> [About this task] Scan the data for "dark" and copy each matching line.

[Dataset excerpts]
== == ==

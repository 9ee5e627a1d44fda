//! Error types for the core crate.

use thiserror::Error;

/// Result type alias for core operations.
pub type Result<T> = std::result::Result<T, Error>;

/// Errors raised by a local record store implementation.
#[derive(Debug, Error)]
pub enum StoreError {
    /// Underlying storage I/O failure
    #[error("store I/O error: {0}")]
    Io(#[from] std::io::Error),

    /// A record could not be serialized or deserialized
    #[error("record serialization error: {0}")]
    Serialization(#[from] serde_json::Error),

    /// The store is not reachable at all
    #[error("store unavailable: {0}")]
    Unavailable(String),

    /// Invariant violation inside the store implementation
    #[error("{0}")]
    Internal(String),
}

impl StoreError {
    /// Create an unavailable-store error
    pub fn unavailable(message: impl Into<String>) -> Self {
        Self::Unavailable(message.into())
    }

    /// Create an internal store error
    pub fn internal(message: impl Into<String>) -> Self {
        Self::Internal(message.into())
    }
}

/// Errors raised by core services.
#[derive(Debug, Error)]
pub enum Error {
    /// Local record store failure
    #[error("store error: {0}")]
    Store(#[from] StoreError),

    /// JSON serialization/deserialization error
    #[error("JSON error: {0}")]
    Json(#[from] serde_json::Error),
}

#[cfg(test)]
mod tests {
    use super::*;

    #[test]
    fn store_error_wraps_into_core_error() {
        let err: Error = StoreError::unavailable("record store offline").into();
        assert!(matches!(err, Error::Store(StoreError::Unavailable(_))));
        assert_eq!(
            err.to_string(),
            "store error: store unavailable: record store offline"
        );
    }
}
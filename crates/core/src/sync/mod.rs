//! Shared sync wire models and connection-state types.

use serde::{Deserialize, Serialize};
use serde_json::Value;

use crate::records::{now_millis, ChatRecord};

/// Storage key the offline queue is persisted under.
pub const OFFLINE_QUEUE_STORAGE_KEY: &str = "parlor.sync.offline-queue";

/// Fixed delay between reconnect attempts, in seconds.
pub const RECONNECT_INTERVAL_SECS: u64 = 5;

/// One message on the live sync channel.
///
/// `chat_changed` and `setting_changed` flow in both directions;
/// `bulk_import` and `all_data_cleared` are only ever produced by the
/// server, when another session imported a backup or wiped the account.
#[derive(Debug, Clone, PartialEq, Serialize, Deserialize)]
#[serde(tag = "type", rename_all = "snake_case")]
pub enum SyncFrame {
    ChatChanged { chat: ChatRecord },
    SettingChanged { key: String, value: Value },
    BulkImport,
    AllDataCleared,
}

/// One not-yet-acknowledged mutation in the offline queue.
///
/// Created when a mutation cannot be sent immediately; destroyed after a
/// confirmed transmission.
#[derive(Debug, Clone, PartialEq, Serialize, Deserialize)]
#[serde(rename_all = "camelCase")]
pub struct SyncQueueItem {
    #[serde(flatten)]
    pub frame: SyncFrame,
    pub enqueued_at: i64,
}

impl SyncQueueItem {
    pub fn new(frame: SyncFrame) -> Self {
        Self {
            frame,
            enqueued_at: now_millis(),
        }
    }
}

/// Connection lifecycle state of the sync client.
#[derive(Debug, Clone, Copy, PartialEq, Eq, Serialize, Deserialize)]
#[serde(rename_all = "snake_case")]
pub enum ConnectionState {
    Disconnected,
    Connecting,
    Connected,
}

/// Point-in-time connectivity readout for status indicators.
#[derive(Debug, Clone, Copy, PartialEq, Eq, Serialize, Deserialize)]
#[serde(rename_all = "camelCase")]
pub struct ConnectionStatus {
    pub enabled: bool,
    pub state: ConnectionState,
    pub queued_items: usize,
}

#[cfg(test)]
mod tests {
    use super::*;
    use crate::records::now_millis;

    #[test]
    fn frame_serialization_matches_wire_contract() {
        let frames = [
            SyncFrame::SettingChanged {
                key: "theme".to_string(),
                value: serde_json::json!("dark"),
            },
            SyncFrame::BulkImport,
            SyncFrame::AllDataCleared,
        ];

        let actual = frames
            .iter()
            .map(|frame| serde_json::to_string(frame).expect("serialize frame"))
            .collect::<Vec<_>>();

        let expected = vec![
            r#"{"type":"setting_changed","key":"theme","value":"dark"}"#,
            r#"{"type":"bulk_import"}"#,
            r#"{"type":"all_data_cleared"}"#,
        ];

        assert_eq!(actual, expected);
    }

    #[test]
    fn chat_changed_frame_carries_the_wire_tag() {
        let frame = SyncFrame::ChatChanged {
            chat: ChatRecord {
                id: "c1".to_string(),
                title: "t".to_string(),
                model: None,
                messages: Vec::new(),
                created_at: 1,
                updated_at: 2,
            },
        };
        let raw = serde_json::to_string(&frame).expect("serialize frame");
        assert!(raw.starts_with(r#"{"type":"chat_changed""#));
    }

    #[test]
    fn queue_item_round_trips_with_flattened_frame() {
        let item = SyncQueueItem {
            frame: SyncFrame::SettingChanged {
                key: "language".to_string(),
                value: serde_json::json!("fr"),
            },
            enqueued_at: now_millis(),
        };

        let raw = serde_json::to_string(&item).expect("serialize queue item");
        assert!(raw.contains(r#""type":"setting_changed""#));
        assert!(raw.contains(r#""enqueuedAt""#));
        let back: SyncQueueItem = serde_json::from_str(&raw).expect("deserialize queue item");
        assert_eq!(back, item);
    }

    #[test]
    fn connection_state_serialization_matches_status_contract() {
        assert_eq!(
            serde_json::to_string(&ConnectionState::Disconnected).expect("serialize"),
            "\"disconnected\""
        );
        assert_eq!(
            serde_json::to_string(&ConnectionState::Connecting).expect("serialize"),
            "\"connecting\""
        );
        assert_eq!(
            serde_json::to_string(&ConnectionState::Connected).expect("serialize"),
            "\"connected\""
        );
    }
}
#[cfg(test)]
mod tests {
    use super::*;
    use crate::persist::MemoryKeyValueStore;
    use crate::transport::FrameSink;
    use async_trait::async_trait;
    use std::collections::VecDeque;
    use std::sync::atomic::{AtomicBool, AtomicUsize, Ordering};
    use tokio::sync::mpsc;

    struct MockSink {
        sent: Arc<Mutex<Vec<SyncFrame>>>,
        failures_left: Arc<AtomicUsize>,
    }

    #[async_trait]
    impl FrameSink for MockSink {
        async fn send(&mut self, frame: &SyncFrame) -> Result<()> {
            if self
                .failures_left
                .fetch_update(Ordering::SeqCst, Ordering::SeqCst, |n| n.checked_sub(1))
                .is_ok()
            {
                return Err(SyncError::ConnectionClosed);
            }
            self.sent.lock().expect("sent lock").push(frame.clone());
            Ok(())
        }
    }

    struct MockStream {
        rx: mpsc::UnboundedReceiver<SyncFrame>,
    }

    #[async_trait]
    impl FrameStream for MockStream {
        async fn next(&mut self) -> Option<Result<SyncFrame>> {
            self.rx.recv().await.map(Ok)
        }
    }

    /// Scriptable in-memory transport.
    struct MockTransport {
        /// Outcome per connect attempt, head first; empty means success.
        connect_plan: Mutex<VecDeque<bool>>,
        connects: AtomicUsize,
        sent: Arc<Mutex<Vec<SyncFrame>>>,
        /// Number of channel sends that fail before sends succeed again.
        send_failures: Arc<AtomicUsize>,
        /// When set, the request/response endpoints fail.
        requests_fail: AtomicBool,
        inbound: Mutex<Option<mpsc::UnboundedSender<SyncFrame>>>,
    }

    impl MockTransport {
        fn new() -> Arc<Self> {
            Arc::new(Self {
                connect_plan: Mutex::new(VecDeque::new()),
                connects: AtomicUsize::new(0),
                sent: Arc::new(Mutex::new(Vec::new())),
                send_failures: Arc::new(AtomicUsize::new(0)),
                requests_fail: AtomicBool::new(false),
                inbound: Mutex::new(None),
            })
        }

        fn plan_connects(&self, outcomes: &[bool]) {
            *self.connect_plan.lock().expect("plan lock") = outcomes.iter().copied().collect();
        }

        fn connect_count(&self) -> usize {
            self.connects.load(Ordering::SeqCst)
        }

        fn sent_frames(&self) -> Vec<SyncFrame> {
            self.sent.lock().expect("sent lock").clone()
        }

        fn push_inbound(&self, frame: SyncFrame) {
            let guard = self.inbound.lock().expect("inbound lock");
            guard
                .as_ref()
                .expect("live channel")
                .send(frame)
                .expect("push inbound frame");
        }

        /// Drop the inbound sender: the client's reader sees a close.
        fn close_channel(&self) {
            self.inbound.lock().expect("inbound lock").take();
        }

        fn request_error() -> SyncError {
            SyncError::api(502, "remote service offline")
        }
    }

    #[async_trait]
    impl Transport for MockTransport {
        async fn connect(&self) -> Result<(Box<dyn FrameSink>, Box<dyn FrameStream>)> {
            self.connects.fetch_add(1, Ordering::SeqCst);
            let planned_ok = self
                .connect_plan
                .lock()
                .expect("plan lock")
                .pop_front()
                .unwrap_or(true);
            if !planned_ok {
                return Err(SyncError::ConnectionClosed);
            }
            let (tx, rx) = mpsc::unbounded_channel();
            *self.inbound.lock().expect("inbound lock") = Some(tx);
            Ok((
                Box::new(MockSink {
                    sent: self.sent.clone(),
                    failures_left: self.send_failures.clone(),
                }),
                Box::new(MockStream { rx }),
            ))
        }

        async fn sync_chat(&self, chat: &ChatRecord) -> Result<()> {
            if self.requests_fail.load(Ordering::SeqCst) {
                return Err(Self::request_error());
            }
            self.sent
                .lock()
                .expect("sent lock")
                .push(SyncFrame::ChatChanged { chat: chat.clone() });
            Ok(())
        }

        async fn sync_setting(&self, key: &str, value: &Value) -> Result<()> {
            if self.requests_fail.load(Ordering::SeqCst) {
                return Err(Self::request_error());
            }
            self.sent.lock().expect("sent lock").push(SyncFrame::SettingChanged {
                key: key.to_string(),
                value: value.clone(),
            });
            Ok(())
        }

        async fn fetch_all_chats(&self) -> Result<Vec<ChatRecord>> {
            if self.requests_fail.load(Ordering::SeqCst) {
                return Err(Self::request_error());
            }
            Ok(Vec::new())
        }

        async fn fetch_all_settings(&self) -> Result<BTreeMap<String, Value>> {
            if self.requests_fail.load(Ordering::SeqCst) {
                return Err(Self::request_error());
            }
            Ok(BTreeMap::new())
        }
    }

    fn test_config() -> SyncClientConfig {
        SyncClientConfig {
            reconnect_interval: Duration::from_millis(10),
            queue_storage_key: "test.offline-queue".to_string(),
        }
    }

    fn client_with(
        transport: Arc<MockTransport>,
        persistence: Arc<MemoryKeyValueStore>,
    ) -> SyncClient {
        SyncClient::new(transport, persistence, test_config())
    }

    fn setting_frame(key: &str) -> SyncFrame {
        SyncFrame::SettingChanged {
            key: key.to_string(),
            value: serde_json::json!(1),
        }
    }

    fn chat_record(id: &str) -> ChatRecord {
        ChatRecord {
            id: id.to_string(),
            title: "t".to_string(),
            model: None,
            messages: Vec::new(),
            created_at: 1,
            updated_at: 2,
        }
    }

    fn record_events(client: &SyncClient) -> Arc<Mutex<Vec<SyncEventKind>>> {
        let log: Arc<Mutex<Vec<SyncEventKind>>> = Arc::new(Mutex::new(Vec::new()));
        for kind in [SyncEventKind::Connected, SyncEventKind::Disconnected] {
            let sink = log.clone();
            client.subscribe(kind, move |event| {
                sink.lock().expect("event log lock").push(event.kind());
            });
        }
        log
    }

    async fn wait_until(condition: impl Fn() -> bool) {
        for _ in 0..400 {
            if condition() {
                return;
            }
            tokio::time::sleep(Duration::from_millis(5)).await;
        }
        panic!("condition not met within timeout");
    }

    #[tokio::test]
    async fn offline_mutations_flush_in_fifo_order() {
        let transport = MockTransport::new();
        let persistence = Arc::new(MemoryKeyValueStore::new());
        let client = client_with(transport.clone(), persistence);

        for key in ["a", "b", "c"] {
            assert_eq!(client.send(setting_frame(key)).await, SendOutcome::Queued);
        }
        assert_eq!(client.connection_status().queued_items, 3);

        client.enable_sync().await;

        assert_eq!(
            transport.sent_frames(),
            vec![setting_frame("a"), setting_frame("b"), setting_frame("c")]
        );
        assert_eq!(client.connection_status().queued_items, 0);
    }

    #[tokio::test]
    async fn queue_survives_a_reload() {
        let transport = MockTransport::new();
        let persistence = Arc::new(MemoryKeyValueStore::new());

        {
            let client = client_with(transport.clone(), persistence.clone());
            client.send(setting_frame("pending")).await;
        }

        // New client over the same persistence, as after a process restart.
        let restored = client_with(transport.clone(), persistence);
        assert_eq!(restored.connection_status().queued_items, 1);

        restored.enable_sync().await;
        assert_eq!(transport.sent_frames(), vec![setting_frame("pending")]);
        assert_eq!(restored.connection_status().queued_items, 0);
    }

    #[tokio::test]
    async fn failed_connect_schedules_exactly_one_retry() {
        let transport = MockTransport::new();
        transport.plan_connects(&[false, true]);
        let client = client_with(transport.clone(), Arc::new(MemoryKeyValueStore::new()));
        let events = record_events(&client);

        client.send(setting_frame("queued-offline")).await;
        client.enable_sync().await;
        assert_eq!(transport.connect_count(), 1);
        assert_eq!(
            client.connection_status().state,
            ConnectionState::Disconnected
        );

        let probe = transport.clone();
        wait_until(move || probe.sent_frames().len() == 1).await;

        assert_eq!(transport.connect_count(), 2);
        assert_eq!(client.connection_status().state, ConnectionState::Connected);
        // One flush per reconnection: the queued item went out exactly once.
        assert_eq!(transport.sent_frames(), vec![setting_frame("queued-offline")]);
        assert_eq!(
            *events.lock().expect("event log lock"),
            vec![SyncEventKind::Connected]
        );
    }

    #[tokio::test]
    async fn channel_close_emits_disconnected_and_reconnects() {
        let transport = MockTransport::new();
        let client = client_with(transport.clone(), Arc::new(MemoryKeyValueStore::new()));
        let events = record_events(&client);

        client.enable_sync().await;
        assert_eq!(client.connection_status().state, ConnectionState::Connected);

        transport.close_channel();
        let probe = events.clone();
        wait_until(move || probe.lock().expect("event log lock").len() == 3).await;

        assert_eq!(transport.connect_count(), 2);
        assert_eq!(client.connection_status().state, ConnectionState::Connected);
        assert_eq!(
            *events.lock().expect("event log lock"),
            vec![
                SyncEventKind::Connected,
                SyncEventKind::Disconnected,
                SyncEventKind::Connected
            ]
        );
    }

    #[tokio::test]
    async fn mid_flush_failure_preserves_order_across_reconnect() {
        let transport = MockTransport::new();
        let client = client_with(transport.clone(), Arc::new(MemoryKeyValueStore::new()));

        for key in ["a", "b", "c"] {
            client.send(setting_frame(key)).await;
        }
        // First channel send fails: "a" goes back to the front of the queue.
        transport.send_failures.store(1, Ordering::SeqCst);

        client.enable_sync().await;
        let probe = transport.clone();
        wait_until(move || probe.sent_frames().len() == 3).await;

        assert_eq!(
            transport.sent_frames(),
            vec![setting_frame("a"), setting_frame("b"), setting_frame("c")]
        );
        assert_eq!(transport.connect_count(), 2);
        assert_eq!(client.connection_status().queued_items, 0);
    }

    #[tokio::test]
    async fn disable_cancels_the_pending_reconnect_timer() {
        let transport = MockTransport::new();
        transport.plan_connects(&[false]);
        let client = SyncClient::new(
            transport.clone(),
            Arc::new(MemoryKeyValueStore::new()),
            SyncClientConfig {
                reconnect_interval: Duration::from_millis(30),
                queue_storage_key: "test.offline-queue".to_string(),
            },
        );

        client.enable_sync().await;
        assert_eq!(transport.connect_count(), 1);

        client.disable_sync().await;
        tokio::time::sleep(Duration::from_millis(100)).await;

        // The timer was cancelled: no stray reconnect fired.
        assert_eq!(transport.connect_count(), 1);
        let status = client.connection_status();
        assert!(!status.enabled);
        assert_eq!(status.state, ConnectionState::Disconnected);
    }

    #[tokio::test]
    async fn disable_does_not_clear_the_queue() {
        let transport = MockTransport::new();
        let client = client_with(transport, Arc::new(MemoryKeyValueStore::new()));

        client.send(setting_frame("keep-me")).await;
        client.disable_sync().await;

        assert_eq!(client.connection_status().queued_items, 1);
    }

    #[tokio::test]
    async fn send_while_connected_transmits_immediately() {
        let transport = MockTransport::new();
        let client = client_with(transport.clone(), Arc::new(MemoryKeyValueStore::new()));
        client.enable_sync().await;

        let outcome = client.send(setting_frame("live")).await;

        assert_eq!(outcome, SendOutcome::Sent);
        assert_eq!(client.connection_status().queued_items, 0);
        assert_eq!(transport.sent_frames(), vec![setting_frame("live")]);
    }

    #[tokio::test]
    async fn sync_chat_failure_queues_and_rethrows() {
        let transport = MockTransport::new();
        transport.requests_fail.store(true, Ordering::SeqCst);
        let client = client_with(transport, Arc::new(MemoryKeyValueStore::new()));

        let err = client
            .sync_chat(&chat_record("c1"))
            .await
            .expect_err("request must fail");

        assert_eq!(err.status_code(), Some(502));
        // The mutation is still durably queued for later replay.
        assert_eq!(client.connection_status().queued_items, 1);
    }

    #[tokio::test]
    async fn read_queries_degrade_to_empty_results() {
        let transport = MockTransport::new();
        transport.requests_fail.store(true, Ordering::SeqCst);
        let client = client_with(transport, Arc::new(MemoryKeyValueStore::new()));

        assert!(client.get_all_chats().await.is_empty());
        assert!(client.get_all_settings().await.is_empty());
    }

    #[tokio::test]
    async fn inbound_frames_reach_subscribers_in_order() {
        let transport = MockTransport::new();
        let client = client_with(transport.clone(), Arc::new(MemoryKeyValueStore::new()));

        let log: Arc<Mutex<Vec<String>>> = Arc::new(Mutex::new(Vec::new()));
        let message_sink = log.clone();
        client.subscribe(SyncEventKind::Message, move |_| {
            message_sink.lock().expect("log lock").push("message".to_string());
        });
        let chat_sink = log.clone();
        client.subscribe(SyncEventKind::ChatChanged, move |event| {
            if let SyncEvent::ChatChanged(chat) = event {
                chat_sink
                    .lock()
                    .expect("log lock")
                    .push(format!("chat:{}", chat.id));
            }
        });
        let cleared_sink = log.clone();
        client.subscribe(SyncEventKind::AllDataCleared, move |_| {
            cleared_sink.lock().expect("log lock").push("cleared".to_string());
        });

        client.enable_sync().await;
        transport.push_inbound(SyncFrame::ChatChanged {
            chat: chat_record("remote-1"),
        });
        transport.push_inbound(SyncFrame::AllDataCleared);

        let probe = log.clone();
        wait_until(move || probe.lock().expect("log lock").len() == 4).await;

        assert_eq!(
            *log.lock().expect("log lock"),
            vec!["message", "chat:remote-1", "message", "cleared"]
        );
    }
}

== == ==

> [Answer box]
                value: serde_json::json!("dark"),
            r#"{"type":"setting_changed","key":"theme","value":"dark"}"#,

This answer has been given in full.